Ce rejet dans les urnes s’explique en partie par la complexité du sujet. La prévoyance professionnelle est une affaire de technocrates, dont le jargon est souvent impénétrable. «La méconnaissance des RH en termes de LPP est indéniable. Ils subissent plutôt qu’ils ne proposent», assure Yolaine Bôle, ancienne DRH des montres Corum à La Chaux-de-Fonds et membre du conseil de rédaction d’HR Today. Elle poursuit: «La LPP est pourtant d’une importance stratégique en termes de marque employeur et de fidélisation. Cela dit, il faut faire preuve de courage pour convaincre sa direction d’améliorer le plan de prévoyance car c’est aussi une affaire de gros sous.» Une variation de quelques pour cent peut avoir un impact financier important pour l’entreprise. Le taux de conversion (définition en page 19) fixé par le Conseil fédéral illustre également l’ampleur des enjeux. Ce taux baisse depuis des années, avec une réduction importante (qui se compte en milliers de francs) des rentes versées aux assurés.

Arguments RH

Pour un manager RH, maîtriser le détail du plan de prévoyance de l’entreprise est donc un argument de taille. La loi prévoit par exemple un échelonnage des cotisations selon les âges (voir l’encadré du haut en page 19). «Ce système a des incidences financières selon l’âge moyen des collaborateurs. Personnellement, je suis pour un taux unique. L’échelonnage créé des inégalités entre les classes d’âge», regrette Yolaine Bôle.
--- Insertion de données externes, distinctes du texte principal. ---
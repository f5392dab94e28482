// SPDX-License-Identifier: BUSL-1.1
// Copyright (c) 2026 Alfred Jean LLC

//! API error responses.

use axum::http::StatusCode;
use axum::response::{IntoResponse, Response};
use axum::Json;
use hub_engine::EngineError;
use hub_store::StoreError;
use serde_json::json;
use thiserror::Error;

/// Errors a handler can return. Serialized as `{"error": "..."}` with
/// the matching status code.
#[derive(Debug, Error)]
pub enum ApiError {
    #[error("{0}")]
    Validation(String),

    #[error("not found")]
    NotFound,

    #[error("internal error")]
    Internal(#[source] EngineError),
}

impl From<EngineError> for ApiError {
    fn from(error: EngineError) -> Self {
        match error {
            EngineError::InvalidInput(message) => ApiError::Validation(message),
            other => ApiError::Internal(other),
        }
    }
}

impl From<StoreError> for ApiError {
    fn from(error: StoreError) -> Self {
        ApiError::Internal(EngineError::Store(error))
    }
}

impl IntoResponse for ApiError {
    fn into_response(self) -> Response {
        let status = match &self {
            ApiError::Validation(_) => StatusCode::BAD_REQUEST,
            ApiError::NotFound => StatusCode::NOT_FOUND,
            ApiError::Internal(error) => {
                tracing::error!(%error, "request failed");
                StatusCode::INTERNAL_SERVER_ERROR
            }
        };
        (status, Json(json!({ "error": self.to_string() }))).into_response()
    }
}
// SPDX-License-Identifier: BUSL-1.1
// Copyright (c) 2026 Alfred Jean LLC

// Allow panic!/unwrap/expect in test code
#![cfg_attr(test, allow(clippy::panic))]
#![cfg_attr(test, allow(clippy::unwrap_used))]
#![cfg_attr(test, allow(clippy::expect_used))]

//! hub-engine: scheduling engine over the durable store.
//!
//! Hosts the in-process pieces: the event hub, the cancellation
//! registry, the enqueue service, the two worker loops, and the aging
//! loop, plus the contracts the external agent executor and model
//! runner plug into.

pub mod aging;
pub mod cancel;
pub mod contract;
pub mod emit;
pub mod enqueue;
mod error;
pub mod hub;
mod runtime;
pub mod worker;

pub use aging::run_aging;
pub use cancel::CancelRegistry;
pub use contract::{
    AgentExecutor, ChatOutcome, ConfigLoader, GraphContext, LoopbackExecutor, LoopbackRunner,
    ModelRunner, RunError, StaticConfigLoader,
};
pub use emit::NodeEmitter;
pub use enqueue::{EnqueueExecution, EnqueueInference};
pub use error::EngineError;
pub use hub::EventHub;
pub use runtime::{Engine, RecoveryReport};
pub use worker::{
    AgentWorker, InferenceWorker, DEFAULT_POLL_INTERVAL, EXECUTION_LEASE_TTL_MS,
    INFERENCE_LEASE_TTL_MS,
};
// SPDX-License-Identifier: BUSL-1.1
// Copyright (c) 2026 Alfred Jean LLC

//! Contracts for the external collaborators the workers dispatch to.
//!
//! The engine does not interpret agent graphs or load model weights; it
//! hands a leased job to an [`AgentExecutor`] or [`ModelRunner`] and
//! records whatever comes back. If the process dies after an executor
//! returns but before finalization is written, recovery re-queues the
//! job and the executor runs again — implementations must be idempotent
//! or tolerate duplicate side effects.

mod loopback;

pub use loopback::{LoopbackExecutor, LoopbackRunner};

use crate::emit::NodeEmitter;
use async_trait::async_trait;
use hub_core::Execution;
use hub_store::Store;
use serde_json::Value;
use thiserror::Error;
use tokio_util::sync::CancellationToken;

/// Failure modes of an executor or runner invocation.
#[derive(Debug, Error)]
pub enum RunError {
    /// The cancellation token was observed at a cooperative checkpoint.
    #[error("canceled")]
    Canceled,

    #[error("{message}")]
    Failed {
        message: String,
        /// Collaborator-provided traceback, when one exists.
        trace: Option<String>,
    },
}

impl RunError {
    pub fn failed(message: impl Into<String>) -> Self {
        RunError::Failed { message: message.into(), trace: None }
    }

    /// Formatted error text for the job row's `error_log` column.
    pub fn error_log(&self) -> String {
        match self {
            RunError::Canceled => "canceled".to_string(),
            RunError::Failed { message, trace: Some(trace) } => format!("{message}\n{trace}"),
            RunError::Failed { message, trace: None } => message.clone(),
        }
    }
}

/// Everything an executor gets for one run: the leased row, the loaded
/// agent config, a durable-store handle, a node-event emitter bound to
/// this execution's channel, and the cooperative cancellation token.
/// Node-type registries and similar interpreter state belong to the
/// executor implementation itself.
pub struct GraphContext {
    pub execution: Execution,
    pub config: Value,
    pub store: Store,
    pub nodes: NodeEmitter,
    pub cancel: CancellationToken,
}

/// Runs an agent graph to completion.
#[async_trait]
pub trait AgentExecutor: Send + Sync + 'static {
    /// Run the graph for the given execution. May emit node events at
    /// any point via `ctx.nodes`; should observe `ctx.cancel` at
    /// cooperative checkpoints and return [`RunError::Canceled`].
    async fn run_graph(&self, ctx: GraphContext) -> Result<Value, RunError>;
}

/// Successful chat inference: the final message plus measured
/// generation throughput.
#[derive(Debug, Clone, PartialEq)]
pub struct ChatOutcome {
    pub result: Value,
    pub tokens_per_second: f64,
}

/// Serves model-inference requests, streaming tokens as they decode.
#[async_trait]
pub trait ModelRunner: Send + Sync + 'static {
    /// Make sure the model is resident before the first token.
    async fn ensure_loaded(&self, model_id: &str) -> Result<(), RunError>;

    /// Run one chat request. `on_token` is called once per streamed
    /// token; `cancel` should be checked between tokens.
    async fn run_chat(
        &self,
        messages: &Value,
        parameters: &Value,
        on_token: &(dyn for<'a> Fn(&'a str) + Send + Sync),
        cancel: &CancellationToken,
    ) -> Result<ChatOutcome, RunError>;
}

/// Resolves an agent id to its config blob. The blob is opaque to the
/// engine; it is passed through to the executor untouched.
#[async_trait]
pub trait ConfigLoader: Send + Sync + 'static {
    async fn load_config(&self, agent_id: &str) -> Result<Value, RunError>;
}

/// Config loader that returns the same blob for every agent.
pub struct StaticConfigLoader {
    config: Value,
}

impl StaticConfigLoader {
    pub fn new(config: Value) -> Self {
        Self { config }
    }
}

impl Default for StaticConfigLoader {
    fn default() -> Self {
        Self::new(Value::Object(serde_json::Map::new()))
    }
}

#[async_trait]
impl ConfigLoader for StaticConfigLoader {
    async fn load_config(&self, _agent_id: &str) -> Result<Value, RunError> {
        Ok(self.config.clone())
    }
}
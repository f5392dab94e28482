// SPDX-License-Identifier: BUSL-1.1
// Copyright (c) 2026 Alfred Jean LLC

//! hubd: the hub orchestration daemon.

use hub_daemon::lifecycle::{run, Collaborators, Config};
use std::path::Path;
use std::process::ExitCode;
use tracing_subscriber::layer::SubscriberExt;
use tracing_subscriber::util::SubscriberInitExt;
use tracing_subscriber::EnvFilter;

/// Log to stderr and, when the state directory is writable, to
/// `hubd.log` inside it. The returned guard must live for the whole
/// process so buffered lines get flushed.
fn init_tracing(state_dir: &Path) -> Option<tracing_appender::non_blocking::WorkerGuard> {
    let filter = EnvFilter::try_from_env("HUB_LOG").unwrap_or_else(|_| EnvFilter::new("info"));
    let stderr_layer = tracing_subscriber::fmt::layer().with_writer(std::io::stderr);

    match std::fs::create_dir_all(state_dir) {
        Ok(()) => {
            let file = tracing_appender::rolling::never(state_dir, "hubd.log");
            let (writer, guard) = tracing_appender::non_blocking(file);
            let file_layer =
                tracing_subscriber::fmt::layer().with_ansi(false).with_writer(writer);
            tracing_subscriber::registry()
                .with(filter)
                .with(stderr_layer)
                .with(file_layer)
                .init();
            Some(guard)
        }
        Err(_) => {
            tracing_subscriber::registry().with(filter).with(stderr_layer).init();
            None
        }
    }
}

#[tokio::main]
async fn main() -> ExitCode {
    let config = match Config::from_env() {
        Ok(config) => config,
        Err(error) => {
            eprintln!("hubd: {error}");
            return ExitCode::FAILURE;
        }
    };

    let _guard = init_tracing(&config.state_dir);
    tracing::info!(
        version = env!("CARGO_PKG_VERSION"),
        db = %config.db_path.display(),
        addr = %config.http_addr,
        "hubd starting"
    );

    match run(config, Collaborators::loopback()).await {
        Ok(()) => ExitCode::SUCCESS,
        Err(error) => {
            tracing::error!(%error, "daemon failed");
            ExitCode::FAILURE
        }
    }
}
En plus de cette cotisation obligatoire, l’entreprise peut décider d’augmenter sa part et rendre ainsi la rémunération globale plus attractive. «Cela va dépendre aussi du secteur d’activité et de la culture d’entreprise, note Yolaine Bôle. Cette question devrait être intégrée à une réflexion globale.» Avocate, associée de l’étude Schneider Troillet à Genève, Anne Troillet est spécialiste des questions d’assurances sociales et de LPP. Elle conseille de connaître le détail du plan de prévoyance, le montant exact du salaire assuré et ce que cela représente au moment de la retraite. «Si vous êtes en mesure de chiffrer ces montants avec précision, les collaborateurs vous écouteront attentivement. Mais cela demande de s’y intéresser et d’acquérir quelques connaissances». En termes de communication, Yolaine Bôle conseille aux RH d’expliciter en début d’année aux salariés la situation de leur prévoyance, et, si nécessaire, les inciter à racheter des années de cotisation. A noter que depuis octobre 2017, une nouvelle option, appelée plan de prévoyance 1e, permet d’offrir aux employés de choisir leurs stratégies de placement (mais uniquement pour la part de salaire qui dépasse 126 900 francs/an – voir aussi l’interview en page 20).

Choix des fondations

En principe le plan de prévoyance sera identique pour tous les salariés. Les détails du plan sont négociés au moment de l’affiliation à un fond de prévoyance. Car si l’entreprise ne dispose pas de sa propre fondation de prévoyance, elle va s’affilier à une institution privée ou publique. Certaines entreprises choisissent deux plans de prévoyance, un pour les collaborateurs et un pour les cadres. Au moment de choisir une fondation de prévoyance, plusieurs facteurs seront pris en compte: les rendements générés par le passé; le ratio entre cotisants et rentiers ou le profil des administrateurs par exemple. Selon le dernier rapport de l’Office fédéral des assurances sociales, le total des avoirs de prévoyance en Suisse (95% des institutions de prévoyance), représentait en 2017 une somme de bilan cumulée de 988 milliards de francs. Les rendements de ces capitaux varient selon chaque institution. A titre indicatif, toujours selon l’OFAS, «le rendement net moyen de la fortune s’est élevé à 6,9% en 2017 (contre 3,6% en 2016) pour les institutions de prévoyance sans garantie étatique et à 8,2% pour les institutions de prévoyance avec garantie étatique (contre 3,9% l’année précédente).» En plus de ces rendements plus ou moins élevés, il faudra tenir compte des frais de gestion et des commissions exigées par les intermédiaires (les courtiers).

Réformes

Enfin, la LPP est une assurance sociale qui n’a pas beaucoup évolué depuis 1987, à part le taux de rémunération et le taux de conversion, rappelle Yolaine Bôle. «Pour ma part, il serait judicieux de supprimer le montant de coordination et de ne plus plafonner le salaire. Cette mesure permettrait une meilleure rente à terme», poursuit-elle. Ces mesures permettraient également de mieux tenir compte de l’augmentation récente en Suisse de la multactivité et du temps partiel (lire aussi en page 29).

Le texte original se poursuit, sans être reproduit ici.